**INSTRUCTIONS TO FOLLOW:** A single number is the answer here: the count of lines in the data below that include the word "while".

**INPUT FOR THIS TASK:**
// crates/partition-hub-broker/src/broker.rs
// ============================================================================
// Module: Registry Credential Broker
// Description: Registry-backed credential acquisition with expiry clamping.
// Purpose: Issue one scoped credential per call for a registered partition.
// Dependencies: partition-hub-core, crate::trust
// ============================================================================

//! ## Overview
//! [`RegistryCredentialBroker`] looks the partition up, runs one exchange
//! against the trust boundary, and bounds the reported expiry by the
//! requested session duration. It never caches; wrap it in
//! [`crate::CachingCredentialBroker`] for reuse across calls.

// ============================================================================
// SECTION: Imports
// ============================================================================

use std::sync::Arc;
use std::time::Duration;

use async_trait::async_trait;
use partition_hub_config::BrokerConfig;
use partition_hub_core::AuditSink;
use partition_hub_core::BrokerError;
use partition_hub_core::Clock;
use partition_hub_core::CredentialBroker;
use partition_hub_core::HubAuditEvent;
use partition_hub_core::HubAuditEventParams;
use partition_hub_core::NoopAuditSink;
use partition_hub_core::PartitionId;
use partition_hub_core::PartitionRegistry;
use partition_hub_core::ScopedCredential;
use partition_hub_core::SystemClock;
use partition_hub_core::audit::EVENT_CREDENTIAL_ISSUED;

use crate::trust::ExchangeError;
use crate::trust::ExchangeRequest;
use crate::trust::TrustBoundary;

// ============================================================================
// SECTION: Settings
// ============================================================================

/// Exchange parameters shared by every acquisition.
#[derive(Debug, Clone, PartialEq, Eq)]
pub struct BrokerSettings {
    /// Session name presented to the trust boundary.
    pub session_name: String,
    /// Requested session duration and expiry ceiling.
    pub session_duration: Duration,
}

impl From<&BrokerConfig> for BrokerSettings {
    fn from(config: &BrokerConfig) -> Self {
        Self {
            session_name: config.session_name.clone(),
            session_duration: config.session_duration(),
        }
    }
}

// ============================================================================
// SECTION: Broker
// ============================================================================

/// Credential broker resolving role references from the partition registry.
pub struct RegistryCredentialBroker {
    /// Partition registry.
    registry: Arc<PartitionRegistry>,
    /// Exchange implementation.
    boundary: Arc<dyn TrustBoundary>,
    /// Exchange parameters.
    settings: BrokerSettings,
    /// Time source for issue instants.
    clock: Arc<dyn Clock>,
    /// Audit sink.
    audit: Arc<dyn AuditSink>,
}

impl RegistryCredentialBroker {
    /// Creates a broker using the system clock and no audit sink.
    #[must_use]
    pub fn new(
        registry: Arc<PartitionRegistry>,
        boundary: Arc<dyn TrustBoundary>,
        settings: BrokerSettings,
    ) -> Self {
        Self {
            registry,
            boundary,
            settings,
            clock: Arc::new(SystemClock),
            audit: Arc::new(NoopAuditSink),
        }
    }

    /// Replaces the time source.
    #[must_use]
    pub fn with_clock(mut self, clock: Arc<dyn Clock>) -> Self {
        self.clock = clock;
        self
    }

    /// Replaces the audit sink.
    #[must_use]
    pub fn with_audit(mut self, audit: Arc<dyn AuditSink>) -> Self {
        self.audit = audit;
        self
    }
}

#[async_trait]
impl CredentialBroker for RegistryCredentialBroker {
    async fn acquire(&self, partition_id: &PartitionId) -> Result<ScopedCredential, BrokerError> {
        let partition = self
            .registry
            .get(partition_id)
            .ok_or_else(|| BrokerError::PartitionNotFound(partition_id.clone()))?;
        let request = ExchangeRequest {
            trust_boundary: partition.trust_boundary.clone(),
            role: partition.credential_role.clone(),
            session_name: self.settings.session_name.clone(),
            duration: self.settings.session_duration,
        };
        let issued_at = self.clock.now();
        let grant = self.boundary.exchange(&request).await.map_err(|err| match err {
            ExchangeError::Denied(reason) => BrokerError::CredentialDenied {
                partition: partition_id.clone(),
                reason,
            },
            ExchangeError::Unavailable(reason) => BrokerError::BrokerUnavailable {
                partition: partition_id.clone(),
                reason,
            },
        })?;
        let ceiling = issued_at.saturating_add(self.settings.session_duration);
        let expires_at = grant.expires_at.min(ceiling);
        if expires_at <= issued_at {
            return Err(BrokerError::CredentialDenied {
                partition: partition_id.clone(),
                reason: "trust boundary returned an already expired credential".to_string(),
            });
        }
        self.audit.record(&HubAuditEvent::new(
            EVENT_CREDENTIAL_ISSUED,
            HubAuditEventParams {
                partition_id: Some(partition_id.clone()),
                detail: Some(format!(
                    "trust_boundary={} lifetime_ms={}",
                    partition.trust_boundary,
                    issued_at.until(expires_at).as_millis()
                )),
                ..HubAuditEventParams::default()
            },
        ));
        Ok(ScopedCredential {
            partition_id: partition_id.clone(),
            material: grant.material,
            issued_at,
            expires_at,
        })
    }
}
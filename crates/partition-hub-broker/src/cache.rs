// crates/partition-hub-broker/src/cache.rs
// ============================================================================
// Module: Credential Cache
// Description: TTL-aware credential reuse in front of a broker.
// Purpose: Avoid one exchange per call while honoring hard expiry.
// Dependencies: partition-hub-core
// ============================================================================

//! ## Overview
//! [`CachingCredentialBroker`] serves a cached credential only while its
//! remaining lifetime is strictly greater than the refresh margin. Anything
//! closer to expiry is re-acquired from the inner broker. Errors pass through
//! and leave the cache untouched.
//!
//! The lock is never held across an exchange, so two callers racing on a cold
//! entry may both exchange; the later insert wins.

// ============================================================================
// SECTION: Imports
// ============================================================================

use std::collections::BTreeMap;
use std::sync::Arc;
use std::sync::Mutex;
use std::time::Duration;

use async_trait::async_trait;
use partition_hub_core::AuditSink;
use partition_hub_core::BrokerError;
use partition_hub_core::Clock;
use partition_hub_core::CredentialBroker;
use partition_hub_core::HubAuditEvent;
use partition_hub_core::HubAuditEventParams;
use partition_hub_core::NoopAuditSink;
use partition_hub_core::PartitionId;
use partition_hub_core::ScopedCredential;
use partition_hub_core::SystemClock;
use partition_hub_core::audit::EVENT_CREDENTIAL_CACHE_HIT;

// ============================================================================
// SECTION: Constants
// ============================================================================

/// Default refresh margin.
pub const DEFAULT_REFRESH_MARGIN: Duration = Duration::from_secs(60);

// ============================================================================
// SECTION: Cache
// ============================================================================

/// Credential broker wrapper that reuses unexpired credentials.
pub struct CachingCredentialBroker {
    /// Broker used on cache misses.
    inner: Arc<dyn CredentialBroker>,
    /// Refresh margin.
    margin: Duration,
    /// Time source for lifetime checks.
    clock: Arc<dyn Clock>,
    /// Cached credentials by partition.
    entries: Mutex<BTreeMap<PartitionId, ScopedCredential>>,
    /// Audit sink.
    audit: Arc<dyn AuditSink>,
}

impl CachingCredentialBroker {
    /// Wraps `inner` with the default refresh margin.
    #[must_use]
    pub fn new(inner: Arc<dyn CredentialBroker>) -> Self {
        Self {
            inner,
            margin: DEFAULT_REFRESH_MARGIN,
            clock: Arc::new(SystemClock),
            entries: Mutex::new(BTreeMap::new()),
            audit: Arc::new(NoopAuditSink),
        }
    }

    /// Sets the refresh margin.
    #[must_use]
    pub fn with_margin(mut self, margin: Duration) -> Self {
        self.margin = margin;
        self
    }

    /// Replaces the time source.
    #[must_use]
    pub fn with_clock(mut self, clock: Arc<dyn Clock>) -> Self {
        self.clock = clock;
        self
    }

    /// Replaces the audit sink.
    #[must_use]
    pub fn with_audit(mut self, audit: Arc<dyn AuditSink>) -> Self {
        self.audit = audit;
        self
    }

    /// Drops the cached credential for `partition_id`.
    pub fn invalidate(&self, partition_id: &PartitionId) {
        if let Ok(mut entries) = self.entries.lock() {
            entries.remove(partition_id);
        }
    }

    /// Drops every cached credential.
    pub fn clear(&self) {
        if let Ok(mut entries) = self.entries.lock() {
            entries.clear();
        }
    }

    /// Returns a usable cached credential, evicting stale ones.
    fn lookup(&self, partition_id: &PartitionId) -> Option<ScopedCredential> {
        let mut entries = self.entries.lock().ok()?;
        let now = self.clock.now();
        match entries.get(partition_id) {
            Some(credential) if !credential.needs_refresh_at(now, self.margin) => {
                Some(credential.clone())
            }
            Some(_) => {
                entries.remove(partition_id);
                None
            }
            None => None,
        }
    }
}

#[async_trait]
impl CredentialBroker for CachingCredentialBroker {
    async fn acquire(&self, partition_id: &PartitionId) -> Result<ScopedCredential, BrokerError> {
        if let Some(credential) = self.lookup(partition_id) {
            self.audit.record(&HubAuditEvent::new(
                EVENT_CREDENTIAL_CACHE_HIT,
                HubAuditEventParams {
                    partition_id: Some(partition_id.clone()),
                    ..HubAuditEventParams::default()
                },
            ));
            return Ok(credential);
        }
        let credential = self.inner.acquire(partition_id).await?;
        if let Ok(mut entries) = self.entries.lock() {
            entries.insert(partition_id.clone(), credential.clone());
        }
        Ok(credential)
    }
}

**WRITTEN RESPONSE:** 2